Conchita Campfield arrived on the Mall at 6:15 a.m. Friday. She and other mothers whose children had been killed by police had been invited by the Rev. Al Sharpton to appear onstage at the “Get Your Knee Off Our Necks” March on Washington to call attention to their sons’ cases.

Campfield’s son Gregory Campfield Jr. was killed at age 40 on Aug. 9, 2018, by police officers in Prince George’s County, Md. She remembers him as a loving father, who coached his son’s football team.

“We just need to put the guns down,” said Campfield, 64, who lives in Hyattsville.

“We’re killing each other, and we got the gangs in blue that are killing us as well,” Campfield said, referring to police. The officer who shot Campfield Jr. was put on administrative leave during the investigation, but the outcome could not be determined Saturday.

Monica Watson, 53, and Carol Harrison Lafayette, 54, who were among the dozens of women in Campfield’s group, paused to get their temperatures checked by Howard University medical student volunteers before receiving masks and hand sanitizer to brave the day.

Watson, who is Black, said her 26-year-old son, Montez Hambric, was killed by police in Winston-Salem, N.C., on May 25, 2014. “I want to speak out because it’s a little small town, and my son’s case got swept under the rug,” she said. The police officer who shot her son was later cleared of wrongdoing.

Watson had taken money she budgeted for rent to drive from Durham, N.C., to the march. It was her first time in the District, and she was most interested in hearing from the other mothers. “We got a pain that don’t nobody feel but us,” Watson said.

The recent police shooting of Jacob Blake in Kenosha, Wis., moved Watson to attend the march. “When I saw that, I fell to my knees, just like I did when George Floyd got killed,” she said through tears.

She hoped being out would bring her a little peace. She had the opportunity to meet a longtime friend of George Floyd, Travis Cains, who offered her words of comfort.

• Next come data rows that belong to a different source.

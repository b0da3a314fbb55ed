use std::collections::hash_map::Entry;
use std::collections::{HashMap, HashSet};
use std::fmt;
use std::sync::Arc;
use std::sync::atomic::{AtomicUsize, Ordering};
use std::time::Duration;
use tokio::sync::{Mutex, RwLock};
use url::Url;

use super::error::CrawlError;
use super::mirror::local_path;
use super::task::TaskKind;

/// Why a task ended without being fetched
#[derive(Debug, Clone, Copy, PartialEq, Eq)]
pub enum SkipReason {
    AlreadyVisited,
    DepthExceeded,
    /// Referenced as a resource, but also linked as a page still to be crawled
    WantedAsPage,
}

/// Terminal state of one task
#[derive(Debug)]
pub enum TaskOutcome {
    Saved(TaskKind),
    Skipped(SkipReason),
    Failed(CrawlError),
}

#[derive(Debug, Clone, PartialEq, Eq)]
pub struct CrawlFailure {
    pub url: String,
    pub message: String,
}

/// Shared state of a running crawl
pub struct CrawlerState {
    /// Every URL ever claimed for download, keyed by the file it is mirrored to
    pub visited_urls: RwLock<HashMap<String, Url>>,
    /// Files some page linked to with an anchor
    page_requests: RwLock<HashSet<String>>,
    pub pages_saved: AtomicUsize,
    pub resources_saved: AtomicUsize,
    pub skipped: AtomicUsize,
    pub failures: Mutex<Vec<CrawlFailure>>,
}

impl CrawlerState {
    pub fn new() -> Self {
        Self {
            visited_urls: RwLock::new(HashMap::new()),
            page_requests: RwLock::new(HashSet::new()),
            pages_saved: AtomicUsize::new(0),
            resources_saved: AtomicUsize::new(0),
            skipped: AtomicUsize::new(0),
            failures: Mutex::new(Vec::new()),
        }
    }

    /// Marks `url` as visited. Returns `true` only for the single caller
    /// that inserted it; check and mark happen under one write lock.
    ///
    /// URLs mirrored to the same file (`http` and `https`, or another port on
    /// the same host) share one claim.
    pub async fn claim(&self, url: &Url) -> bool {
        match self.visited_urls.write().await.entry(local_path(url)) {
            Entry::Vacant(slot) => {
                slot.insert(url.clone());
                true
            }
            Entry::Occupied(_) => false,
        }
    }

    pub async fn is_visited(&self, url: &Url) -> bool {
        self.visited_urls.read().await.contains_key(&local_path(url))
    }

    /// Remembers that a page links to `url` with an anchor, so a resource
    /// task for it can step aside.
    pub async fn request_page(&self, url: &Url) {
        self.page_requests.write().await.insert(local_path(url));
    }

    pub async fn is_page_requested(&self, url: &Url) -> bool {
        self.page_requests.read().await.contains(&local_path(url))
    }

    pub async fn record(&self, url: &Url, outcome: TaskOutcome) {
        match outcome {
            TaskOutcome::Saved(TaskKind::Page) => {
                self.pages_saved.fetch_add(1, Ordering::Relaxed);
            }
            TaskOutcome::Saved(TaskKind::Resource) => {
                self.resources_saved.fetch_add(1, Ordering::Relaxed);
            }
            TaskOutcome::Skipped(_) => {
                self.skipped.fetch_add(1, Ordering::Relaxed);
            }
            TaskOutcome::Failed(e) => {
                self.failures.lock().await.push(CrawlFailure {
                    url: url.to_string(),
                    message: e.to_string(),
                });
            }
        }
    }

    pub async fn summary(&self, elapsed: Duration) -> CrawlSummary {
        CrawlSummary {
            pages_saved: self.pages_saved.load(Ordering::Relaxed),
            resources_saved: self.resources_saved.load(Ordering::Relaxed),
            skipped: self.skipped.load(Ordering::Relaxed),
            failures: self.failures.lock().await.clone(),
            elapsed,
        }
    }
}

impl Default for CrawlerState {
    fn default() -> Self {
        Self::new()
    }
}

pub type CrawlerStateRef = Arc<CrawlerState>;

/// End-of-run report
#[derive(Debug, Clone)]
pub struct CrawlSummary {
    pub pages_saved: usize,
    pub resources_saved: usize,
    pub skipped: usize,
    pub failures: Vec<CrawlFailure>,
    pub elapsed: Duration,
}

impl CrawlSummary {
    pub fn files_saved(&self) -> usize {
        self.pages_saved + self.resources_saved
    }

    pub fn failed(&self) -> usize {
        self.failures.len()
    }

    pub fn has_failed(&self, url: &str) -> bool {
        self.failures.iter().any(|f| f.url == url)
    }
}

impl fmt::Display for CrawlSummary {
    fn fmt(&self, f: &mut fmt::Formatter<'_>) -> fmt::Result {
        write!(
            f,
            "{} pages and {} resources saved, {} skipped, {} failed in {:.2?}",
            self.pages_saved,
            self.resources_saved,
            self.skipped,
            self.failed(),
            self.elapsed
        )
    }
}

Another mother, Dee Crane, flew in from Arlington, Tex. She said her son Tavis Crane was killed by police in 2017 in Arlington after a traffic stop when he was 23. A grand jury voted not to charge the officer in his death.

Crane, 56, said she is fed up with the little progress the country has made.

“They give us little pieces of crumb and expect us to go back to our corners and be happy,” she said. “I’m sick of crumbs. I don’t want a slice of the pie, I want the whole pie. I need the whole pie. We need the whole pie. Our ancestors made the pie.”

As a young girl, Campfield said, she attended the 1963 March on Washington, where she heard the Rev. Martin Luther King Jr. give his “I Have a Dream” speech. She pointed on Friday morning to the clearly visible water of the Reflecting Pool. Back then, she said, the water wasn’t visible because people were standing in it. She remembered seeing people sleeping in tents.

“I was a youngster,” she said. “I still remember it like it was yesterday.”

She said the country has “come a long way, especially to have the first Black president, but we still have a long way to go.”

Campfield left the rally in the early afternoon during Sharpton’s speech, after it became clear there would no longer be time for a handful of women in her group to offer remarks, she said. By the time she walked away, more than 20 people had moved to stand in the Reflecting Pool, just like the marchers did on that day in 1963.